The "Mysterious" Great Depression?

by Don Boudreaux on October 11, 2008

in Current Affairs, Financial Markets, History, Monetary Policy, Myths and Fallacies, Politics, Prices, Property Rights

This insightful op-ed by West Virginia University banking theorist and historian George Selgin (dispensing the myth of the alleged ‘mysteries’ of the Great Depression), although written more than a year ago, is especially relevant today.  Here’s a key paragraph:

Paradoxically, perhaps, the fact that orthodox economics has a good
deal to say about how the Great Depression happened itself suggests
that there is after all something puzzling about the Great Depression.
What’s puzzling is not that the depression happened, given policies
that were resorted to, but that such destructive policies secured wide
support despite their often readily-predictable, adverse consequences.
But to call even such perversity a "mystery" is to be guilty of
hyperbole. After all, politicians are rewarded for appearing to "do
something," and not for their command of "abstract" theories.

Comments    Share Share    Print Print    Email Email

  • I think the clue to the Great Depression is that the FED was established 13 years before the crash which the FED was created to prevent.

  • Mr. Econotarian

    I think the real clue to the Great Depression is that countries that went of the Gold Standard earlier tended to do better.


    The NRA, etc., was a waste, but clearly macroeconomic policy was lacking. Some argue Japan's slow macro response to their real estate bubble bursting also helped lead to their "lost decade".

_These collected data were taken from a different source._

impl FakePage {
    fn ensure_open(&self) -> E2eResult<()> {
        if self.closed {
            return Err(E2eError::Browser("page is closed".to_string()));
        }
        Ok(())
    }

    fn request(&mut self) {
        self.busy_until = Instant::now() + self.library.options.latency;
    }

    /// Load a route, showing `flash` on the new page.
    async fn load(&mut self, route: &str, flash: Option<(&'static str, String)>) {
        let options = &self.library.options;
        if options.panicking_routes.iter().any(|r| r == route) {
            panic!("renderer crashed on {}", route);
        }
        let hangs = options.hanging_routes.iter().any(|r| r == route);
        self.request();
        if hangs {
            std::future::pending::<()>().await;
        }
        self.route = Some(route.to_string());
        self.flash = flash;
        self.fields.clear();
    }

    fn render(&self) -> Vec<Element> {
        let Some(route) = self.route.as_deref() else {
            return Vec::new();
        };
        let options = &self.library.options;
        let mut page: Vec<Element> = NAV
            .iter()
            .filter(|(label, _)| !options.hidden_nav.iter().any(|h| h == label))
            .map(|(label, route)| Element::new(&["a", "nav a"], *label).action(Action::Nav(*route)))
            .collect();

        if let Some((class, message)) = &self.flash {
            page.push(Element::new(&[*class, ".flash"], message.clone()));
        }

        let submit = |action: Action| {
            let mut button = Element::new(&["button[type='submit']", "button"], "Submit").action(action);
            button.enabled = !options.disabled_submit;
            button
        };

        match route {
            "/" => page.push(Element::new(&["h1"], "Library Management System")),
            "/add_book" => {
                page.push(Element::new(&["h2"], "Add New Book"));
                for name in ["title", "author", "isbn", "total_copies"] {
                    page.push(input(name, name.to_string()));
                }
                page.push(submit(Action::SubmitAddBook));
            }
            "/return" => {
                page.push(Element::new(&["h2"], "Return Book"));
                page.push(input("patron_id", "patron_id".to_string()));
                page.push(input("book_id", "book_id".to_string()));
                page.push(submit(Action::SubmitReturn));
            }
            "/catalog" => {
                let state = self.library.state.lock();
                let rows: Vec<String> = state
                    .books
                    .iter()
                    .map(|b| {
                        format!(
                            "{} {} {} {} {}/{} Borrow",
                            b.id, b.title, b.author, b.isbn, b.available, b.total
                        )
                    })
                    .collect();
                let all = rows.join("\n");
                page.push(Element::new(&["table"], format!("ID Title Author ISBN Available Actions\n{}", all)).container());
                page.push(Element::new(&["tr", "table tr", "thead tr"], "ID Title Author ISBN Available Actions").container());
                page.push(Element::new(&["tbody"], all).container());
                for (book, text) in state.books.iter().zip(rows) {
                    page.push(Element::new(&["tr", "table tr", "tbody tr"], text).container().in_row(book.id));
                    for cell in [book.title.clone(), book.author.clone(), book.isbn.clone()] {
                        page.push(Element::new(&["td"], cell).in_row(book.id));
                    }
                    page.push(input("patron_id", format!("patron_id:{}", book.id)).in_row(book.id));
                    page.push(
                        Element::new(&["button"], "Borrow")
                            .in_row(book.id)
                            .action(Action::Borrow(book.id)),
                    );
                }
            }
            _ => page.push(Element::new(&["h1"], "Not Found")),
        }
        page
    }

    /// Elements a locator designates, in document order
    fn matching(&self, locator: &Locator) -> Vec<Element> {
        let page = self.render();
        let row = match &locator.within {
            None => None,
            Some(scope) => {
                let root = Target::from_css(&scope.root);
                match page
                    .iter()
                    .find(|el| el.matches(&root) && text_matches(&el.text, &scope.has_text))
                {
                    Some(el) => el.row,
                    None => return Vec::new(),
                }
            }
        };
        page.into_iter()
            .filter(|el| row.is_none() || el.row == row)
            .filter(|el| el.matches(&locator.target))
            .collect()
    }

    fn pick(&self, locator: &Locator, index: usize) -> E2eResult<Element> {
        self.matching(locator)
            .into_iter()
            .nth(index)
            .ok_or_else(|| E2eError::Browser(format!("{} vanished", locator)))
    }

    fn field(&self, key: &str) -> String {
        self.fields.get(key).cloned().unwrap_or_default()
    }

    async fn submit_add_book(&mut self) {
        let (title, author, isbn) = (self.field("title"), self.field("author"), self.field("isbn"));
        let copies: u32 = self.field("total_copies").parse().unwrap_or(0);
        let outcome = {
            let mut state = self.library.state.lock();
            if title.is_empty() || author.is_empty() || isbn.len() != 13 || copies == 0 {
                Err("Please fill in every field with valid values.".to_string())
            } else if state.books.iter().any(|b| b.isbn == isbn) {
                Err("A book with this ISBN already exists.".to_string())
            } else {
                state.add(&title, &author, &isbn, copies);
                Ok(format!("Book \"{}\" has been successfully added to the catalog.", title))
            }
        };
        match outcome {
            Ok(message) => self.load("/catalog", Some((".flash-success", message))).await,
            Err(message) => self.load("/add_book", Some((".flash-error", message))).await,
        }
    }

    async fn borrow(&mut self, book_id: usize) {
        let patron = self.field(&format!("patron_id:{}", book_id));
        let outcome = {
            let mut guard = self.library.state.lock();
            let state = &mut *guard;
            let valid_patron = patron.len() == 6 && patron.chars().all(|c| c.is_ascii_digit());
            match state.books.iter_mut().find(|b| b.id == book_id) {
                _ if !valid_patron => Err("Invalid patron ID. Must be exactly 6 digits.".to_string()),
                Some(book) if book.available > 0 => {
                    book.available -= 1;
                    let title = book.title.clone();
                    state.borrows.push((patron.clone(), book_id));
                    Ok(format!("Successfully borrowed \"{}\". Due date: 2026-11-02.", title))
                }
                Some(_) => Err("This book is currently not available.".to_string()),
                None => Err("Book not found.".to_string()),
            }
        };
        match outcome {
            Ok(message) => self.load("/catalog", Some((".flash-success", message))).await,
            Err(message) => self.load("/catalog", Some((".flash-error", message))).await,
        }
    }
}

#[async_trait]
impl PageBackend for FakePage {
    async fn goto(&mut self, url: &str) -> E2eResult<()> {
        self.ensure_open()?;
        let parsed = reqwest::Url::parse(url).map_err(|e| E2eError::Navigation {
            url: url.to_string(),
            reason: e.to_string(),
        })?;
        let route = parsed.path().to_string();
        self.load(&route, None).await;
        Ok(())
    }

    async fn query(&mut self, locator: &Locator) -> E2eResult<Vec<ElementState>> {
        self.ensure_open()?;
        Ok(self
            .matching(locator)
            .into_iter()
            .map(|el| ElementState {
                visible: el.visible,
                enabled: el.enabled,
                text: el.text,
            })
            .collect())
    }

    async fn fill(&mut self, locator: &Locator, index: usize, value: &str) -> E2eResult<()> {
        self.ensure_open()?;
        match self.pick(locator, index)?.action {
            Action::Input(key) => {
                self.fields.insert(key, value.to_string());
                Ok(())
            }
            _ => Err(E2eError::Browser(format!("{} is not an input", locator))),
        }
    }

    async fn click(&mut self, locator: &Locator, index: usize) -> E2eResult<()> {
        self.ensure_open()?;
        match self.pick(locator, index)?.action {
            Action::Nav(route) => self.load(route, None).await,
            Action::SubmitAddBook => self.submit_add_book().await,
            Action::SubmitReturn => {
                let message = format!("Book {} returned by patron {}.", self.field("book_id"), self.field("patron_id"));
                self.load("/return", Some((".flash-success", message))).await
            }
            Action::Borrow(id) => self.borrow(id).await,
            Action::None | Action::Input(_) => {}
        }
        Ok(())
    }

    async fn network_status(&mut self) -> E2eResult<NetworkStatus> {
        self.ensure_open()?;
        let now = Instant::now();
        let busy = now < self.busy_until;
        Ok(NetworkStatus {
            inflight: usize::from(busy),
            last_activity: if busy { now } else { self.busy_until },
            document_ready: !busy,
        })
    }

    async fn current_url(&mut self) -> E2eResult<Option<String>> {
        self.ensure_open()?;
        Ok(self.route.as_ref().map(|r| format!("{}{}", BASE_URL, r)))
    }

    async fn body_text(&mut self) -> E2eResult<String> {
        self.ensure_open()?;
        Ok(self
            .render()
            .into_iter()
            .filter(|el| !el.container && !el.text.is_empty())
            .map(|el| el.text)
            .collect::<Vec<_>>()
            .join("\n"))
    }

    async fn screenshot(&mut self) -> E2eResult<Vec<u8>> {
        self.ensure_open()?;
        Ok(b"\x89PNG\r\n\x1a\nfake".to_vec())
    }

    async fn close(&mut self) -> E2eResult<()> {
        if !self.closed {
            self.closed = true;
            self.library.stats.closed.fetch_add(1, Ordering::SeqCst);
        }
        Ok(())
    }
}

/// Suite configuration pointing at the fake, artifacts under `output`
pub fn config(output: &std::path::Path) -> SuiteConfig {
    SuiteConfig {
        base_url: BASE_URL.to_string(),
        output_dir: output.to_path_buf(),
        ..Default::default()
    }
}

    Although clearly assets bubbles were important features of the Great Depression, "the lost decade", and whatever we are going to call the current crisis.


    I'm torn on whether the Fed should use macro policy (or other regulation) to pop bubbles. It sounds nice (because assets are, in a way, a form of money - I might not have any money in my bank account, but who cares if I can sell my house for $1M).


    However I really, really doubt the Fed's ability (or anyone else's) to properly predict and optimally pop asset bubbles. Simple monetary inflation is a bit more straightforward.

  • The political class always blames 'the market' or 'greedy businessmen' to deflect blame from the real culprits...themselves.

  • Douglas

    is it possible to conceive of a policy whereby deposits are guaranteed - but banks are not.


    i.e. if your bank goes down and you lose your bank balance the govt. will give you the money directly based on the failed banks records.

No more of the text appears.